HISTORICAL BACKGROUND: THE MONARCHS
During Defoe’s lifetime (1660-1731), six monarchs reigned in England. The Stuart king, Charles II, was restored to the throne which had been vacant since his father’s beheading twelve years before, in 1660. Charles II had considerably more tact than his ancestors and did not allow his personal preference for absolute rule and Roman Catholicism to offend the more democratic and Protestant susceptibilities of his subjects. His brother James II, who succeeded him in 1685, was less wise and openly avowed his Roman Catholicism. As a direct result of the birth of a son in 1688, the “Glorious Revolution” (so-called because it was brief and bloodless), replaced James by his elder, Protestant daughter, Mary and her husband William of Orange.

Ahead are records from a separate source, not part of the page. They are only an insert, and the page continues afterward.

use clap::{Parser, Subcommand};
use serde::Serialize;
use std::sync::Arc;
use tabled::{Table, Tabled};

use crate::adapters::PgRosterStore;
use crate::config::{AppConfig, LeaseBackend};
use crate::domain::{QueuedTransaction, TransactionStatus};
use crate::error::{Result, RosterError};
use crate::persistence::{
    open_sqlite_pool, LeaseStore, PgLeaseStore, QueueStore, SqliteLeaseStore, TransactionQueue,
};

#[derive(Parser)]
#[command(name = "rosterd")]
#[command(author = "Rosterd Team")]
#[command(version = "0.1.0")]
#[command(about = "Graceful degradation and recovery core for the league roster bot", long_about = None)]
pub struct Cli {
    #[command(subcommand)]
    pub command: Option<Commands>,

    /// Config directory (default.toml plus $ROSTERD_ENV.toml)
    #[arg(short, long, default_value = "config", env = "ROSTERD_CONFIG_DIR")]
    pub config: String,
}

#[derive(Subcommand)]
pub enum Commands {
    /// Run the supervisor: probes, lease renewal, recovery and dashboard
    Run,
    /// Show local queue statistics and the current lease
    Status {
        #[arg(long)]
        json: bool,
    },
    /// Inspect or repair the transaction queue
    #[command(subcommand)]
    Queue(QueueCommands),
    /// Inspect or clear the authority lease
    #[command(subcommand)]
    Lock(LockCommands),
}

#[derive(Subcommand, Debug, Clone)]
pub enum QueueCommands {
    /// List queued transactions
    List {
        /// Filter by status (queued, processing, completed, failed)
        #[arg(long)]
        status: Option<String>,
        #[arg(long, default_value = "25")]
        limit: u32,
        #[arg(long, default_value = "0")]
        offset: u32,
        #[arg(long)]
        json: bool,
    },
    /// Move a failed transaction back to queued with a fresh retry budget
    Requeue { id: String },
    /// Delete completed/failed records older than the retention window
    Purge {
        /// Override queue.retention_hours
        #[arg(long)]
        older_than_hours: Option<u64>,
    },
    /// Delete every record, pending ones included
    Clear {
        /// Required confirmation
        #[arg(long)]
        yes: bool,
    },
}

#[derive(Subcommand, Debug, Clone)]
pub enum LockCommands {
    /// Show the lease row
    Show {
        #[arg(long)]
        json: bool,
    },
    /// Delete the lease regardless of owner (recovery only)
    Release {
        /// Required confirmation
        #[arg(long)]
        force: bool,
    },
}

#[derive(Debug, Serialize, Tabled)]
pub struct QueueRow {
    pub id: String,
    pub kind: String,
    pub status: String,
    pub retries: String,
    pub enqueued_at: String,
    pub description: String,
    pub last_error: String,
}

impl From<&QueuedTransaction> for QueueRow {
    fn from(tx: &QueuedTransaction) -> Self {
        Self {
            id: tx.id.clone(),
            kind: tx.kind.to_string(),
            status: tx.status.to_string(),
            retries: format!("{}/{}", tx.retries, tx.max_retries),
            enqueued_at: tx.enqueued_at.format("%Y-%m-%d %H:%M:%S").to_string(),
            description: tx.payload.describe(),
            last_error: tx.last_error.clone().unwrap_or_default(),
        }
    }
}

async fn open_queue(config: &AppConfig) -> Result<TransactionQueue> {
    let pool = open_sqlite_pool(&config.queue.path).await?;
    Ok(TransactionQueue::new(
        QueueStore::from_pool(pool),
        config.queue.queue_config(),
        config.retry.clone(),
    ))
}

async fn open_lease_store(config: &AppConfig) -> Result<Arc<dyn LeaseStore>> {
    Ok(match config.lease.backend {
        LeaseBackend::Postgres => {
            let roster =
                PgRosterStore::connect(&config.database.url, config.database.max_connections).await?;
            Arc::new(PgLeaseStore::from_pool(roster.pool().clone()))
        }
        LeaseBackend::Sqlite => {
            Arc::new(SqliteLeaseStore::from_pool(open_sqlite_pool(&config.queue.path).await?))
        }
    })
}

fn print_json<T: Serialize + ?Sized>(value: &T) -> Result<()> {
    println!("{}", serde_json::to_string_pretty(value)?);
    Ok(())
}

pub async fn show_status(config: &AppConfig, json: bool) -> Result<()> {
    let queue = open_queue(config).await?;
    let stats = queue.stats().await?;
    let lease = match open_lease_store(config).await {
        Ok(store) => store.current(&config.lease.manager.resource).await.ok().flatten(),
        Err(_) => None,
    };

    if json {
        return print_json(&serde_json::json!({ "queue": stats, "lease": lease }));
    }

    println!("Queue ({})", config.queue.path.display());
    println!("  pending:    {}", stats.pending());
    println!("  queued:     {}", stats.queued);
    println!("  processing: {}", stats.processing);
    println!("  completed:  {}", stats.completed);
    println!("  failed:     {}", stats.failed);
    println!("  FA moves:   {}", stats.free_agent_moves);
    println!("  trades:     {}", stats.trade_approvals);
    if let Some(oldest) = stats.oldest_pending_at {
        println!("  oldest:     {}", oldest.format("%Y-%m-%d %H:%M:%S UTC"));
    }
    match lease {
        Some(lease) => println!(
            "Lease {}: held by {} until {} (renewed {} times)",
            lease.resource_name,
            lease.owner_id,
            lease.expires_at.format("%H:%M:%S UTC"),
            lease.renew_count
        ),
        None => println!("Lease {}: not held", config.lease.manager.resource),
    }
    Ok(())
}

pub async fn run_queue_command(config: &AppConfig, cmd: QueueCommands) -> Result<()> {
    let queue = open_queue(config).await?;

    match cmd {
        QueueCommands::List {
            status,
            limit,
            offset,
            json,
        } => {
            let status = status
                .as_deref()
                .map(TransactionStatus::try_from)
                .transpose()?;
            let items = queue.list_page(status, limit, offset).await?;
            if json {
                return print_json(&items);
            }
            if items.is_empty() {
                println!("(no results)");
            } else {
                let rows: Vec<QueueRow> = items.iter().map(QueueRow::from).collect();
                println!("{}", Table::new(rows));
            }
        }
        QueueCommands::Requeue { id } => {
            queue.requeue_failed(&id).await?;
            println!("Requeued {}", id);
        }
        QueueCommands::Purge { older_than_hours } => {
            let retention = older_than_hours
                .map(|h| chrono::Duration::hours(h as i64))
                .unwrap_or_else(|| config.queue.retention());
            let purged = queue.purge_terminal(retention).await?;
            println!("Purged {} terminal records", purged);
        }
        QueueCommands::Clear { yes } => {
            if !yes {
                return Err(RosterError::Validation(
                    "queue clear deletes pending work; pass --yes to confirm".to_string(),
                ));
            }
            let removed = queue.clear().await?;
            println!("Removed {} records", removed);
        }
    }
    Ok(())
}

pub async fn run_lock_command(config: &AppConfig, cmd: LockCommands) -> Result<()> {
    let store = open_lease_store(config).await?;
    let resource = &config.lease.manager.resource;

    match cmd {
        LockCommands::Show { json } => {
            let lease = store.current(resource).await?;
            if json {
                return print_json(&lease);
            }
            match lease {
                Some(lease) => {
                    let state = if lease.is_expired(chrono::Utc::now()) {
                        "expired"
                    } else {
                        "active"
                    };
                    println!("resource:    {}", lease.resource_name);
                    println!("owner:       {}", lease.owner_id);
                    println!("acquired at: {}", lease.acquired_at);
                    println!("expires at:  {} ({})", lease.expires_at, state);
                    println!("renewals:    {}", lease.renew_count);
                }
                None => println!("No lease on {}", resource),
            }
        }
        LockCommands::Release { force } => {
            if !force {
                return Err(RosterError::Validation(
                    "lock release ignores the current owner; pass --force to confirm".to_string(),
                ));
            }
            if store.force_clear(resource).await? {
                println!("Lease {} cleared", resource);
            } else {
                println!("No lease on {}", resource);
            }
        }
    }
    Ok(())
}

They had no children and were succeeded by Mary’s younger sister Anne in 1702. None of Anne’s children survived her, so she was succeeded by a distant, Protestant relation, George I of Hanover, in 1714. His son, George II, ascended the throne in 1727.
HISTORICAL BACKGROUND: WAR WITH FRANCE
While Charles II and James II reigned, England maintained peaceful relations with Louis XIV’s France. However, William III soon involved England in his life long feud with the French. Although peace was declared in 1697, war again broke out in 1701. This, the “war of the Spanish succession,” continued until 1713. In both cases England was the victor.

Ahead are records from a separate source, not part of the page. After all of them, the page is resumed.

use chrono::{DateTime, Utc};
use serde::{Deserialize, Serialize};

/// Datastore health as seen by the degradation detector
#[derive(Debug, Clone, Copy, PartialEq, Eq, Serialize, Deserialize)]
#[serde(rename_all = "lowercase")]
pub enum DetectorState {
    Healthy,
    Degraded,
}

impl std::fmt::Display for DetectorState {
    fn fmt(&self, f: &mut std::fmt::Formatter<'_>) -> std::fmt::Result {
        match self {
            DetectorState::Healthy => write!(f, "healthy"),
            DetectorState::Degraded => write!(f, "degraded"),
        }
    }
}

/// A contiguous interval during which the datastore was considered unavailable
#[derive(Debug, Clone, PartialEq, Eq, Serialize, Deserialize)]
pub struct DegradationEpisode {
    pub started_at: DateTime<Utc>,
    pub ended_at: Option<DateTime<Utc>>,
    pub recovery_attempt_count: u32,
    /// Pending items when the datastore was first considered down
    pub queue_size_at_open: usize,
    /// Backlog the recovery started with; refreshed when the episode closes
    pub queue_size_at_start: usize,
    /// Pending items left once the recovery drain for this episode stopped
    pub queue_size_at_end: Option<usize>,
}

impl DegradationEpisode {
    pub fn open(started_at: DateTime<Utc>, queue_size: usize) -> Self {
        Self {
            started_at,
            ended_at: None,
            recovery_attempt_count: 0,
            queue_size_at_open: queue_size,
            queue_size_at_start: queue_size,
            queue_size_at_end: None,
        }
    }

    pub fn is_open(&self) -> bool {
        self.ended_at.is_none()
    }

    /// Elapsed time, measured to `now` while the episode is still open
    pub fn duration_ms(&self, now: DateTime<Utc>) -> i64 {
        let end = self.ended_at.unwrap_or(now);
        (end - self.started_at).num_milliseconds().max(0)
    }
}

HISTORICAL BACKGROUND: POLITICAL
The terms of the settlement by which William and Mary ascended the throne vacated by James II established that England would be a constitutional monarchy, governed by Parliament. Although the king remained in nominal control, his ministers now had more power than previously. The ministers were members of Parliament and they retained office only as long as they were able to control Parliament. Since no one man could be sure of the support of more than a few of the members of the House of Commons, several men who had similar ideas concerning the way in which the country should be run would join together. In this way political parties were formed. During Defoe’s life time there were two parties, called the Whigs and the Tories. The Tories belonged to the upper classes, supported the supremacy of the Church of England and favored the restoration of the Stuart monarchy in the person of James II’s son, the “Old Pretender.” The Whigs, on the other hand, often belonged to the middle class, favored toleration for the various Protestant groups and supported the Hanoverian dynasty. Between the two extremes there were many moderates. All those Protestants who did not belong to the Church of England (also known as the Anglican Church) were called Dissenters. Dissenters were not permitted to hold office, but many of them did by attending the Anglican Church occasionally. Defoe was against this practice of “occasional conformity” and wrote a pamphlet attacking it.

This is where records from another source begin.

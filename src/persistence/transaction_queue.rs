//! Transaction Queue
//!
//! Ordered, durable buffer of user actions accepted while the roster datastore
//! is down. Admission never fails: when the local store itself rejects a write
//! the record is held in an in-memory spill list and written out, in order, on
//! the next queue operation.

use chrono::{DateTime, Duration as ChronoDuration, Utc};
use std::sync::atomic::{AtomicBool, Ordering};
use std::sync::Mutex;
use tracing::{debug, error, info, warn};

use super::queue_store::{QueueStats, QueueStore};
use crate::coordination::RetryPolicy;
use crate::domain::{QueuedTransaction, TransactionKind, TransactionPayload, TransactionStatus};
use crate::error::{Result, RosterError};

/// Queue tuning
#[derive(Debug, Clone)]
pub struct TransactionQueueConfig {
    /// Retry bound stamped on newly enqueued items
    pub max_retries: u32,
    /// Pending size above which admission logs a warning
    pub capacity_warning: usize,
    /// Age after which a processing claim is considered abandoned
    pub processing_timeout: ChronoDuration,
}

impl Default for TransactionQueueConfig {
    fn default() -> Self {
        Self {
            max_retries: crate::domain::DEFAULT_MAX_RETRIES,
            capacity_warning: 1000,
            processing_timeout: ChronoDuration::seconds(300),
        }
    }
}

/// Durable FIFO of pending transactions
pub struct TransactionQueue {
    store: QueueStore,
    config: TransactionQueueConfig,
    /// Per-item backoff schedule for failed attempts
    backoff: RetryPolicy,
    spill: Mutex<Vec<QueuedTransaction>>,
    /// Serializes spill flushes with new inserts so store order follows admission order
    admission: tokio::sync::Mutex<()>,
    buffering: AtomicBool,
}

impl TransactionQueue {
    pub fn new(store: QueueStore, config: TransactionQueueConfig, backoff: RetryPolicy) -> Self {
        Self {
            store,
            config,
            backoff,
            spill: Mutex::new(Vec::new()),
            admission: tokio::sync::Mutex::new(()),
            buffering: AtomicBool::new(false),
        }
    }

    pub fn store(&self) -> &QueueStore {
        &self.store
    }

    pub fn config(&self) -> &TransactionQueueConfig {
        &self.config
    }

    /// Switch buffering mode on or off (driven by degradation transitions)
    pub fn set_buffering(&self, buffering: bool) {
        let was = self.buffering.swap(buffering, Ordering::SeqCst);
        if was != buffering {
            if buffering {
                info!("Transaction queue switched to buffering mode");
            } else {
                info!("Transaction queue left buffering mode");
            }
        }
    }

    pub fn is_buffering(&self) -> bool {
        self.buffering.load(Ordering::SeqCst)
    }

    /// Accept a transaction and return its id. Never fails.
    pub async fn enqueue(&self, payload: TransactionPayload) -> String {
        let tx = QueuedTransaction::new(payload, self.config.max_retries);
        let id = tx.id.clone();

        {
            // Nothing new reaches the store while older items are spilled
            let _admission = self.admission.lock().await;
            if self.write_spill().await && self.try_insert(&tx).await {
                info!(
                    transaction_id = %id,
                    kind = %tx.kind,
                    "Queued {}",
                    tx.payload.describe()
                );
            } else {
                self.lock_spill().push(tx);
                warn!(transaction_id = %id, "Queue store unavailable, holding transaction in memory");
            }
        }

        if let Ok(pending) = self.size().await {
            if pending > self.config.capacity_warning {
                warn!(
                    "Transaction queue has {} pending items (warning threshold {})",
                    pending, self.config.capacity_warning
                );
            }
        }

        id
    }

    async fn try_insert(&self, tx: &QueuedTransaction) -> bool {
        match self.store.insert(tx).await {
            Ok(()) => true,
            Err(e) => {
                error!(transaction_id = %tx.id, "Failed to persist queued transaction: {}", e);
                false
            }
        }
    }

    /// Write spilled records to the store in order. Returns true when the spill is empty.
    pub async fn flush_spill(&self) -> bool {
        let _admission = self.admission.lock().await;
        self.write_spill().await
    }

    /// Caller holds `admission`, so no enqueue can slip in between spilled records
    async fn write_spill(&self) -> bool {
        let pending: Vec<QueuedTransaction> = {
            let mut spill = self.lock_spill();
            if spill.is_empty() {
                return true;
            }
            std::mem::take(&mut *spill)
        };

        let mut iter = pending.into_iter();
        let mut written = 0usize;
        while let Some(tx) = iter.next() {
            if !self.try_insert(&tx).await {
                let mut remaining = vec![tx];
                remaining.extend(iter);
                *self.lock_spill() = remaining;
                return false;
            }
            written += 1;
        }

        info!("Flushed {} spilled transactions to the queue store", written);
        self.lock_spill().is_empty()
    }

    fn lock_spill(&self) -> std::sync::MutexGuard<'_, Vec<QueuedTransaction>> {
        self.spill.lock().unwrap_or_else(|e| e.into_inner())
    }

    pub fn spilled(&self) -> usize {
        self.lock_spill().len()
    }

    /// Pending items in enqueue order, optionally for one kind
    pub async fn list_pending(&self, kind: Option<TransactionKind>) -> Result<Vec<QueuedTransaction>> {
        self.flush_spill().await;
        let mut pending = self.store.list_pending(kind).await?;
        pending.extend(
            self.lock_spill()
                .iter()
                .filter(|tx| kind.map_or(true, |k| tx.kind == k))
                .cloned(),
        );
        Ok(pending)
    }

    /// Paged listing of all records for the dashboard
    pub async fn list_page(
        &self,
        status: Option<TransactionStatus>,
        limit: u32,
        offset: u32,
    ) -> Result<Vec<QueuedTransaction>> {
        self.flush_spill().await;
        self.store.list_page(status, limit, offset).await
    }

    pub async fn get(&self, id: &str) -> Result<QueuedTransaction> {
        if let Some(tx) = self.store.get(id).await? {
            return Ok(tx);
        }
        self.lock_spill()
            .iter()
            .find(|tx| tx.id == id)
            .cloned()
            .ok_or_else(|| RosterError::TransactionNotFound(id.to_string()))
    }

    /// Atomically claim a queued item for `owner_id`
    pub async fn mark_processing(&self, id: &str, owner_id: &str) -> Result<bool> {
        let claimed = self.store.claim(id, owner_id, Utc::now()).await?;
        if claimed {
            debug!(transaction_id = %id, owner_id = %owner_id, "Claimed transaction");
        }
        Ok(claimed)
    }

    pub async fn mark_completed(&self, id: &str) -> Result<()> {
        if self.store.complete(id, Utc::now()).await? {
            info!(transaction_id = %id, "Transaction completed");
            Ok(())
        } else {
            Err(self.transition_error(id, TransactionStatus::Completed).await)
        }
    }

    /// Record a transient failure. Returns the resulting status:
    /// `Queued` (with per-item backoff) or terminal `Failed`.
    pub async fn mark_failed(&self, id: &str, error: &str) -> Result<TransactionStatus> {
        let current = self.get(id).await?;
        let now = Utc::now();
        let delay = self.backoff.delay_for(current.retries);
        let next_attempt_at =
            now + ChronoDuration::from_std(delay).unwrap_or_else(|_| ChronoDuration::zero());

        match self.store.record_failure(id, error, now, next_attempt_at).await? {
            Some((TransactionStatus::Failed, retries)) => {
                error!(
                    transaction_id = %id,
                    "Transaction failed permanently after {} attempts: {}",
                    retries, error
                );
                Ok(TransactionStatus::Failed)
            }
            Some((status, retries)) => {
                warn!(
                    transaction_id = %id,
                    "Transaction attempt {} failed ({}), next attempt in {:?}",
                    retries, error, delay
                );
                Ok(status)
            }
            None => Err(self.transition_error(id, TransactionStatus::Failed).await),
        }
    }

    /// Terminal failure for a business-rule violation; retries are not consumed
    pub async fn mark_rejected(&self, id: &str, reason: &str) -> Result<()> {
        if self.store.reject(id, reason, Utc::now()).await? {
            warn!(transaction_id = %id, "Transaction rejected: {}", reason);
            Ok(())
        } else {
            Err(self.transition_error(id, TransactionStatus::Failed).await)
        }
    }

    async fn transition_error(&self, id: &str, to: TransactionStatus) -> RosterError {
        match self.store.get(id).await {
            Ok(Some(tx)) => RosterError::InvalidStateTransition {
                from: tx.status.to_string(),
                to: to.to_string(),
            },
            Ok(None) => RosterError::TransactionNotFound(id.to_string()),
            Err(e) => e,
        }
    }

    /// Oldest claimable item
    pub async fn next_due(&self, now: DateTime<Utc>) -> Result<Option<QueuedTransaction>> {
        self.flush_spill().await;
        self.store.next_due(now).await
    }

    /// When the next backed-off item becomes claimable
    pub async fn earliest_next_attempt(&self) -> Result<Option<DateTime<Utc>>> {
        self.store.earliest_next_attempt().await
    }

    /// Return claims older than the processing timeout to `Queued`
    pub async fn reclaim_stale(&self) -> Result<u64> {
        let now = Utc::now();
        let reclaimed = self
            .store
            .reclaim_stale(now - self.config.processing_timeout, now)
            .await?;
        if reclaimed > 0 {
            warn!("Reclaimed {} abandoned processing claims", reclaimed);
        }
        Ok(reclaimed)
    }

    /// Release this instance's claims, on shutdown
    pub async fn release_claims_by(&self, owner_id: &str) -> Result<u64> {
        let released = self.store.release_claims_by(owner_id, Utc::now()).await?;
        if released > 0 {
            info!("Released {} processing claims held by {}", released, owner_id);
        }
        Ok(released)
    }

    /// Operator requeue of a terminal `Failed` item
    pub async fn requeue_failed(&self, id: &str) -> Result<()> {
        if self.store.requeue_failed(id, Utc::now()).await? {
            info!(transaction_id = %id, "Failed transaction requeued by operator");
            Ok(())
        } else {
            Err(self.transition_error(id, TransactionStatus::Queued).await)
        }
    }

    /// Delete completed/failed records older than `retention`
    pub async fn purge_terminal(&self, retention: ChronoDuration) -> Result<u64> {
        self.store.purge_terminal_before(Utc::now() - retention).await
    }

    /// Drop every record, spilled ones included
    pub async fn clear(&self) -> Result<u64> {
        let spilled = std::mem::take(&mut *self.lock_spill()).len() as u64;
        let removed = self.store.clear().await? + spilled;
        warn!("Transaction queue cleared ({} records)", removed);
        Ok(removed)
    }

    /// Pending items, spilled ones included
    pub async fn size(&self) -> Result<usize> {
        Ok(self.store.pending_count().await? + self.spilled())
    }

    pub async fn stats(&self) -> Result<QueueStats> {
        let mut stats = self.store.stats().await?;
        for tx in self.lock_spill().iter() {
            stats.total += 1;
            stats.queued += 1;
            match tx.kind {
                TransactionKind::FreeAgentMove => stats.free_agent_moves += 1,
                TransactionKind::TradeApproval => stats.trade_approvals += 1,
            }
            stats.oldest_pending_at = Some(
                stats
                    .oldest_pending_at
                    .map_or(tx.enqueued_at, |oldest| oldest.min(tx.enqueued_at)),
            );
        }
        Ok(stats)
    }
}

HISTORICAL BACKGROUND: SCOTLAND
During the period of the Stuart monarchs, Scotland and England were allied because they shared the same king. James I of England was also James VI of Scotland. With the overthrow of the Stuart dynasty in 1688, it became apparent that closer political ties with Scotland would have to be established. Therefore, the two countries were legally unified by the Act of Union in 1707. Defoe was quite active in furthering this treaty which brought England and Scotland together.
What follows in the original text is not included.